### [REQUIREMENT]
Would you reproduce, word for word, only the lines from the one with "impl fmt::Display for" to the end of the listing below?

### [RECORDS SHOWN]
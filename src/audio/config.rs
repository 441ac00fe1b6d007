use anyhow::{ensure, Result};
use serde::{Deserialize, Serialize};

/// Default sample rate for both directions (16kHz LINEAR16)
pub const DEFAULT_SAMPLE_RATE_HZ: u32 = 16000;

/// Default playback volume in percent
pub const DEFAULT_VOLUME_PERCENTAGE: u8 = 100;

/// Encoding of the audio sent to the assistant
#[derive(Debug, Clone, Copy, PartialEq, Eq, Hash, Default, Serialize, Deserialize)]
#[serde(rename_all = "SCREAMING_SNAKE_CASE")]
pub enum AudioInEncoding {
    /// Uncompressed 16-bit signed little-endian PCM
    #[default]
    Linear16,
    /// Free Lossless Audio Codec
    Flac,
}

/// Encoding of the audio the assistant sends back
#[derive(Debug, Clone, Copy, PartialEq, Eq, Hash, Default, Serialize, Deserialize)]
#[serde(rename_all = "SCREAMING_SNAKE_CASE")]
pub enum AudioOutEncoding {
    /// Uncompressed 16-bit signed little-endian PCM
    #[default]
    Linear16,
    /// MP3 audio
    Mp3,
    /// Opus-encoded audio in an OGG container
    OpusInOgg,
}

/// Configuration of the audio sent to the assistant
#[derive(Debug, Clone, PartialEq, Eq, Serialize, Deserialize)]
#[serde(rename_all = "camelCase")]
pub struct AudioInConfig {
    /// Encoding of the captured audio
    pub encoding: AudioInEncoding,
    /// Sample rate in Hz
    pub sample_rate_hertz: u32,
}

impl Default for AudioInConfig {
    fn default() -> Self {
        Self {
            encoding: AudioInEncoding::Linear16,
            sample_rate_hertz: DEFAULT_SAMPLE_RATE_HZ,
        }
    }
}

impl AudioInConfig {
    pub fn validate(&self) -> Result<()> {
        ensure!(
            self.sample_rate_hertz > 0,
            "Audio input sample rate must be positive"
        );
        Ok(())
    }
}

/// Configuration of the audio the assistant answers with
#[derive(Debug, Clone, PartialEq, Eq, Serialize, Deserialize)]
#[serde(rename_all = "camelCase")]
pub struct AudioOutConfig {
    /// Encoding of the returned audio
    pub encoding: AudioOutEncoding,
    /// Sample rate in Hz
    pub sample_rate_hertz: u32,
    /// Playback volume (0 to 100)
    pub volume_percentage: u8,
}

impl Default for AudioOutConfig {
    fn default() -> Self {
        Self {
            encoding: AudioOutEncoding::Linear16,
            sample_rate_hertz: DEFAULT_SAMPLE_RATE_HZ,
            volume_percentage: DEFAULT_VOLUME_PERCENTAGE,
        }
    }
}

impl AudioOutConfig {
    pub fn validate(&self) -> Result<()> {
        ensure!(
            self.sample_rate_hertz > 0,
            "Audio output sample rate must be positive"
        );
        ensure!(
            self.volume_percentage <= 100,
            "Volume must be between 0 and 100, got {}",
            self.volume_percentage
        );
        Ok(())
    }
}
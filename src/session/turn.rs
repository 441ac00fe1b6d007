use super::conversation::{ConversationSession, SessionCore};
use super::inbound::InboundFrames;
use super::stats::SessionStats;
use crate::assistant::Identity;
use crate::audio::AudioOutConfig;
use crate::protocol::{
    DeviceConfig, DialogStateIn, InitialTextFrame, OutgoingFrame, TextQueryConfig,
};
use crate::transport::DuplexStream;
use std::sync::Arc;
use tracing::{info, warn};
use uuid::Uuid;

/// One text question for a [`TurnSession`]
#[derive(Debug, Clone, PartialEq, Eq)]
pub struct TextQuery {
    pub text: String,
    /// Continuation token from the previous turn
    pub conversation_state: Option<Vec<u8>>,
}

impl TextQuery {
    pub fn new(text: impl Into<String>) -> Self {
        Self {
            text: text.into(),
            conversation_state: None,
        }
    }

    pub fn with_conversation_state(mut self, state: Vec<u8>) -> Self {
        self.conversation_state = Some(state);
        self
    }
}

/// A single question/answer exchange
///
/// Sends one fully-formed text frame, then half-closes the stream. The answer
/// is read by whoever takes the inbound side with [`TurnSession::into_inbound`].
pub struct TurnSession {
    core: SessionCore,
    inbound: InboundFrames,
    audio_out: AudioOutConfig,
}

impl TurnSession {
    pub fn new(stream: DuplexStream, identity: Arc<Identity>, audio_out: AudioOutConfig) -> Self {
        let core = SessionCore::new(identity, stream.sink);
        let inbound = InboundFrames::new(core.id(), stream.inbound);

        Self {
            core,
            inbound,
            audio_out,
        }
    }

    /// Ask the question; only the first call writes anything
    pub fn send_text(
        &mut self,
        text: impl Into<String>,
        conversation_state: Option<Vec<u8>>,
    ) -> bool {
        self.send(TextQuery {
            text: text.into(),
            conversation_state,
        })
    }

    pub fn audio_out_config(&self) -> &AudioOutConfig {
        &self.audio_out
    }

    /// Hand the inbound frames to the caller's consumer
    ///
    /// Frames read from here on are counted by [`InboundFrames::received`],
    /// not by the session's [`SessionStats::frames_received`].
    pub fn into_inbound(self) -> InboundFrames {
        self.inbound
    }

    fn text_frame(&self, query: TextQuery) -> OutgoingFrame {
        let identity = self.core.identity();

        OutgoingFrame::InitialText(InitialTextFrame {
            config: TextQueryConfig {
                audio_out_config: self.audio_out.clone(),
                device_config: DeviceConfig {
                    device_id: identity.device_id.clone(),
                    device_model_id: identity.device_model_id.clone(),
                },
                dialog_state_in: DialogStateIn {
                    conversation_state: query.conversation_state,
                    language_code: identity.locale,
                },
                text_query: query.text,
            },
        })
    }
}

impl ConversationSession for TurnSession {
    type Payload = TextQuery;

    fn send(&mut self, query: TextQuery) -> bool {
        if self.core.initial_sent() {
            warn!(
                "Turn session {} already sent its query, ignoring {:?}",
                self.core.id(),
                query.text
            );
            return false;
        }

        if let Some(state) = &query.conversation_state {
            self.core.set_conversation_state(state.clone());
        }

        info!("Turn session {} asking: {}", self.core.id(), query.text);

        let frame = self.text_frame(query);
        let sent = self.core.write_initial(frame);
        self.core.half_close();
        sent
    }

    fn close(&mut self) {
        self.core.close();
        self.inbound.close();
    }

    fn id(&self) -> Uuid {
        self.core.id()
    }

    fn stats(&self) -> &SessionStats {
        self.core.stats()
    }

    fn conversation_state(&self) -> Option<&[u8]> {
        self.core.conversation_state()
    }
}
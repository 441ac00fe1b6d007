use serde::{Deserialize, Serialize};
use std::fmt;

/// Locale the assistant converses in
#[derive(Debug, Clone, Copy, PartialEq, Eq, Hash, Default, Serialize, Deserialize)]
pub enum LanguageCode {
    #[serde(rename = "de-DE")]
    German,
    #[serde(rename = "en-AU")]
    EnglishAustralia,
    #[serde(rename = "en-CA")]
    EnglishCanada,
    #[serde(rename = "en-GB")]
    EnglishUnitedKingdom,
    #[serde(rename = "en-IN")]
    EnglishIndia,
    #[default]
    #[serde(rename = "en-US")]
    English,
    #[serde(rename = "es-ES")]
    Spanish,
    #[serde(rename = "es-MX")]
    SpanishMexico,
    #[serde(rename = "fr-CA")]
    FrenchCanada,
    #[serde(rename = "fr-FR")]
    French,
    #[serde(rename = "it-IT")]
    Italian,
    #[serde(rename = "ja-JP")]
    Japanese,
    #[serde(rename = "ko-KR")]
    Korean,
    #[serde(rename = "pt-BR")]
    PortugueseBrazil,
}

impl LanguageCode {
    /// BCP-47 tag sent on the wire
    pub fn as_str(&self) -> &'static str {
        match self {
            Self::German => "de-DE",
            Self::EnglishAustralia => "en-AU",
            Self::EnglishCanada => "en-CA",
            Self::EnglishUnitedKingdom => "en-GB",
            Self::EnglishIndia => "en-IN",
            Self::English => "en-US",
            Self::Spanish => "es-ES",
            Self::SpanishMexico => "es-MX",
            Self::FrenchCanada => "fr-CA",
            Self::French => "fr-FR",
            Self::Italian => "it-IT",
            Self::Japanese => "ja-JP",
            Self::Korean => "ko-KR",
            Self::PortugueseBrazil => "pt-BR",
        }
    }
}

impl fmt::Display for LanguageCode {
    fn fmt(&self, f: &mut fmt::Formatter<'_>) -> fmt::Result {
        f.write_str(self.as_str())
    }
}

### [RESULT FOR THIS EXERCISE]
impl fmt::Display for LanguageCode {
    fn fmt(&self, f: &mut fmt::Formatter<'_>) -> fmt::Result {
        f.write_str(self.as_str())
    }
}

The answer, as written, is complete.